**DATASET RECORDS**
__________

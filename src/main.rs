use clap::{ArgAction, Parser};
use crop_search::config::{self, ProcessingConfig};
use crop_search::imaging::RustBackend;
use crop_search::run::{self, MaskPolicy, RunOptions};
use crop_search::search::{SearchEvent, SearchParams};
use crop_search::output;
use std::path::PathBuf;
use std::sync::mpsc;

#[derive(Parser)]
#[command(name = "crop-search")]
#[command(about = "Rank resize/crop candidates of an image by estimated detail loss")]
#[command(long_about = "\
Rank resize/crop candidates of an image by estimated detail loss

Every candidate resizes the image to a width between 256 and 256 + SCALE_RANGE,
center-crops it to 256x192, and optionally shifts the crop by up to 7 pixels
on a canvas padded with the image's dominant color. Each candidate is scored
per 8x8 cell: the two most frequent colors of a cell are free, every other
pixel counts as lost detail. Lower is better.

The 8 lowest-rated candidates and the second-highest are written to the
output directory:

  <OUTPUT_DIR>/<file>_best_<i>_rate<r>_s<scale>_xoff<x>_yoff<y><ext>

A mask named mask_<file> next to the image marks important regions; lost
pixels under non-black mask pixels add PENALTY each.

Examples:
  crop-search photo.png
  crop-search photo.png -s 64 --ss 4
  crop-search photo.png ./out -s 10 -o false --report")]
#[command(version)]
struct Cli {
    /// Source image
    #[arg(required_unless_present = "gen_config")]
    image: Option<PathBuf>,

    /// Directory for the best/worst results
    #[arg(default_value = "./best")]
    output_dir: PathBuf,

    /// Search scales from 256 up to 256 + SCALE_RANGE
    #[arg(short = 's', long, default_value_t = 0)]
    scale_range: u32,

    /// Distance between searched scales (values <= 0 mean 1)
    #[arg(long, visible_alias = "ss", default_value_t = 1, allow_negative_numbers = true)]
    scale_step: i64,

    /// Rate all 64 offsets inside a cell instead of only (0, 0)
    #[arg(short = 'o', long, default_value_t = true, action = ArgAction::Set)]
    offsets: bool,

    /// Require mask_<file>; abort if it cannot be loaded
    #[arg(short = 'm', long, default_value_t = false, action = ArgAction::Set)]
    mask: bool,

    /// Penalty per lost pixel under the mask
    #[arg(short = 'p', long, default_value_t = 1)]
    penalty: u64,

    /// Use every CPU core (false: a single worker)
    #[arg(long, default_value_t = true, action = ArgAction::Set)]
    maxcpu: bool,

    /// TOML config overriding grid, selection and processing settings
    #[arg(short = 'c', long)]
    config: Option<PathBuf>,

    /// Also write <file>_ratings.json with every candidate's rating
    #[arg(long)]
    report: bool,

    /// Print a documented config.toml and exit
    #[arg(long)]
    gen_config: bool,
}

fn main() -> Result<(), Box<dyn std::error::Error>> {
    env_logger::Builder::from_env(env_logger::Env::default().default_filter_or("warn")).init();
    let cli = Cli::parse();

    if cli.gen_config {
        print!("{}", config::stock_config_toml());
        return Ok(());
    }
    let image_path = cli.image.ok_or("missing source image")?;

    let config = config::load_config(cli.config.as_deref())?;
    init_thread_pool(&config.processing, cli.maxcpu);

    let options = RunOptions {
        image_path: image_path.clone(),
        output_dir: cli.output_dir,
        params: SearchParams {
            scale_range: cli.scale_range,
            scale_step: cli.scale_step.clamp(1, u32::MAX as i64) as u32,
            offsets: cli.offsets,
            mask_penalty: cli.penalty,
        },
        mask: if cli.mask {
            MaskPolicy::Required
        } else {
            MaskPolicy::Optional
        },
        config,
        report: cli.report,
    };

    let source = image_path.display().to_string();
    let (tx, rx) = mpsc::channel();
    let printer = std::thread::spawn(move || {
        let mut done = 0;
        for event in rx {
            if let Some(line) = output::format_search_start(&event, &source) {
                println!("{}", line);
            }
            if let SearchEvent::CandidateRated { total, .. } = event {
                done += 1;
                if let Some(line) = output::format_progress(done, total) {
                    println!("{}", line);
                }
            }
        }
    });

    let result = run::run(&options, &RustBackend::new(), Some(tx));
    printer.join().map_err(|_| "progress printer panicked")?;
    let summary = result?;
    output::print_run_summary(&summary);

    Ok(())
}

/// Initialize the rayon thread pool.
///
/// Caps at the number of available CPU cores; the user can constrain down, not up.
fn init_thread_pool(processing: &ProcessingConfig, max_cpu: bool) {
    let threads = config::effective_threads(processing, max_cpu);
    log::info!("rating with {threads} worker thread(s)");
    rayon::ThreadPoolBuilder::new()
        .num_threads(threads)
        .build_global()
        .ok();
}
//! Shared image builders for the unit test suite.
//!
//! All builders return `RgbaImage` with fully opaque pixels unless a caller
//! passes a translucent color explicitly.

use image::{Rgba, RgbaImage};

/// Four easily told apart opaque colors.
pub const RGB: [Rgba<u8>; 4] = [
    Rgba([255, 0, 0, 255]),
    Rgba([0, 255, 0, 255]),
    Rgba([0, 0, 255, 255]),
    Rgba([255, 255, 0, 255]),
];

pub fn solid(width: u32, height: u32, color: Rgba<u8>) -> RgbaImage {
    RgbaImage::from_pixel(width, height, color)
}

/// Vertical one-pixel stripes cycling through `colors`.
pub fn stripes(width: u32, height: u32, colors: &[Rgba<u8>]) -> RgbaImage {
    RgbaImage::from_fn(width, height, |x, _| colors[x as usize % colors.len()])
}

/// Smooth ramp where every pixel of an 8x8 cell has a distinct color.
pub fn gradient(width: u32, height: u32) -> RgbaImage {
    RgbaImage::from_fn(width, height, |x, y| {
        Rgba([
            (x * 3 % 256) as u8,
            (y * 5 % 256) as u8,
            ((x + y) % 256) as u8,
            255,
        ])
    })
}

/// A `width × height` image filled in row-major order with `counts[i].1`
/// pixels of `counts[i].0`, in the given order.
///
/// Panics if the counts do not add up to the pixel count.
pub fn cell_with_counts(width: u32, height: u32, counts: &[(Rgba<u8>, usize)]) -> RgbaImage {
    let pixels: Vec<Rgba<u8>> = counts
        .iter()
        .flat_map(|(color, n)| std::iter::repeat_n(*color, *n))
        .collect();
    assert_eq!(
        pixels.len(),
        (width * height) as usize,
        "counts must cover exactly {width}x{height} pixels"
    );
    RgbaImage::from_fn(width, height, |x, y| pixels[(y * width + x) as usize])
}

__________

**GOAL OF THE EXERCISE**
Transcribe each record above exactly. Skip none.

**REPLY TO THE TASK**
filename src/main.rs
use clap::{ArgAction, Parser};
use crop_search::config::{self, ProcessingConfig};
use crop_search::imaging::RustBackend;
use crop_search::run::{self, MaskPolicy, RunOptions};
use crop_search::search::{SearchEvent, SearchParams};
use crop_search::output;
use std::path::PathBuf;
use std::sync::mpsc;

#[derive(Parser)]
#[command(name = "crop-search")]
#[command(about = "Rank resize/crop candidates of an image by estimated detail loss")]
#[command(long_about = "\
Rank resize/crop candidates of an image by estimated detail loss

Every candidate resizes the image to a width between 256 and 256 + SCALE_RANGE,
center-crops it to 256x192, and optionally shifts the crop by up to 7 pixels
on a canvas padded with the image's dominant color. Each candidate is scored
per 8x8 cell: the two most frequent colors of a cell are free, every other
pixel counts as lost detail. Lower is better.

The 8 lowest-rated candidates and the second-highest are written to the
output directory:

  <OUTPUT_DIR>/<file>_best_<i>_rate<r>_s<scale>_xoff<x>_yoff<y><ext>

A mask named mask_<file> next to the image marks important regions; lost
pixels under non-black mask pixels add PENALTY each.

Examples:
  crop-search photo.png
  crop-search photo.png -s 64 --ss 4
  crop-search photo.png ./out -s 10 -o false --report")]
#[command(version)]
struct Cli {
    /// Source image
    #[arg(required_unless_present = "gen_config")]
    image: Option<PathBuf>,

    /// Directory for the best/worst results
    #[arg(default_value = "./best")]
    output_dir: PathBuf,

    /// Search scales from 256 up to 256 + SCALE_RANGE
    #[arg(short = 's', long, default_value_t = 0)]
    scale_range: u32,

    /// Distance between searched scales (values <= 0 mean 1)
    #[arg(long, visible_alias = "ss", default_value_t = 1, allow_negative_numbers = true)]
    scale_step: i64,

    /// Rate all 64 offsets inside a cell instead of only (0, 0)
    #[arg(short = 'o', long, default_value_t = true, action = ArgAction::Set)]
    offsets: bool,

    /// Require mask_<file>; abort if it cannot be loaded
    #[arg(short = 'm', long, default_value_t = false, action = ArgAction::Set)]
    mask: bool,

    /// Penalty per lost pixel under the mask
    #[arg(short = 'p', long, default_value_t = 1)]
    penalty: u64,

    /// Use every CPU core (false: a single worker)
    #[arg(long, default_value_t = true, action = ArgAction::Set)]
    maxcpu: bool,

    /// TOML config overriding grid, selection and processing settings
    #[arg(short = 'c', long)]
    config: Option<PathBuf>,

    /// Also write <file>_ratings.json with every candidate's rating
    #[arg(long)]
    report: bool,

    /// Print a documented config.toml and exit
    #[arg(long)]
    gen_config: bool,
}

fn main() -> Result<(), Box<dyn std::error::Error>> {
    env_logger::Builder::from_env(env_logger::Env::default().default_filter_or("warn")).init();
    let cli = Cli::parse();

    if cli.gen_config {
        print!("{}", config::stock_config_toml());
        return Ok(());
    }
    let image_path = cli.image.ok_or("missing source image")?;

    let config = config::load_config(cli.config.as_deref())?;
    init_thread_pool(&config.processing, cli.maxcpu);

    let options = RunOptions {
        image_path: image_path.clone(),
        output_dir: cli.output_dir,
        params: SearchParams {
            scale_range: cli.scale_range,
            scale_step: cli.scale_step.clamp(1, u32::MAX as i64) as u32,
            offsets: cli.offsets,
            mask_penalty: cli.penalty,
        },
        mask: if cli.mask {
            MaskPolicy::Required
        } else {
            MaskPolicy::Optional
        },
        config,
        report: cli.report,
    };

    let source = image_path.display().to_string();
    let (tx, rx) = mpsc::channel();
    let printer = std::thread::spawn(move || {
        let mut done = 0;
        for event in rx {
            if let Some(line) = output::format_search_start(&event, &source) {
                println!("{}", line);
            }
            if let SearchEvent::CandidateRated { total, .. } = event {
                done += 1;
                if let Some(line) = output::format_progress(done, total) {
                    println!("{}", line);
                }
            }
        }
    });

    let result = run::run(&options, &RustBackend::new(), Some(tx));
    printer.join().map_err(|_| "progress printer panicked")?;
    let summary = result?;
    output::print_run_summary(&summary);

    Ok(())
}

/// Initialize the rayon thread pool.
///
/// Caps at the number of available CPU cores; the user can constrain down, not up.
fn init_thread_pool(processing: &ProcessingConfig, max_cpu: bool) {
    let threads = config::effective_threads(processing, max_cpu);
    log::info!("rating with {threads} worker thread(s)");
    rayon::ThreadPoolBuilder::new()
        .num_threads(threads)
        .build_global()
        .ok();
}
//! Shared image builders for the unit test suite.
//!
//! All builders return `RgbaImage` with fully opaque pixels unless a caller
//! passes a translucent color explicitly.

use image::{Rgba, RgbaImage};

/// Four easily told apart opaque colors.
pub const RGB: [Rgba<u8>; 4] = [
    Rgba([255, 0, 0, 255]),
    Rgba([0, 255, 0, 255]),
    Rgba([0, 0, 255, 255]),
    Rgba([255, 255, 0, 255]),
];

pub fn solid(width: u32, height: u32, color: Rgba<u8>) -> RgbaImage {
    RgbaImage::from_pixel(width, height, color)
}

/// Vertical one-pixel stripes cycling through `colors`.
pub fn stripes(width: u32, height: u32, colors: &[Rgba<u8>]) -> RgbaImage {
    RgbaImage::from_fn(width, height, |x, _| colors[x as usize % colors.len()])
}

/// Smooth ramp where every pixel of an 8x8 cell has a distinct color.
pub fn gradient(width: u32, height: u32) -> RgbaImage {
    RgbaImage::from_fn(width, height, |x, y| {
        Rgba([
            (x * 3 % 256) as u8,
            (y * 5 % 256) as u8,
            ((x + y) % 256) as u8,
            255,
        ])
    })
}

/// A `width × height` image filled in row-major order with `counts[i].1`
/// pixels of `counts[i].0`, in the given order.
///
/// Panics if the counts do not add up to the pixel count.
pub fn cell_with_counts(width: u32, height: u32, counts: &[(Rgba<u8>, usize)]) -> RgbaImage {
    let pixels: Vec<Rgba<u8>> = counts
        .iter()
        .flat_map(|(color, n)| std::iter::repeat_n(*color, *n))
        .collect();
    assert_eq!(
        pixels.len(),
        (width * height) as usize,
        "counts must cover exactly {width}x{height} pixels"
    );
    RgbaImage::from_fn(width, height, |x, y| pixels[(y * width + x) as usize])
}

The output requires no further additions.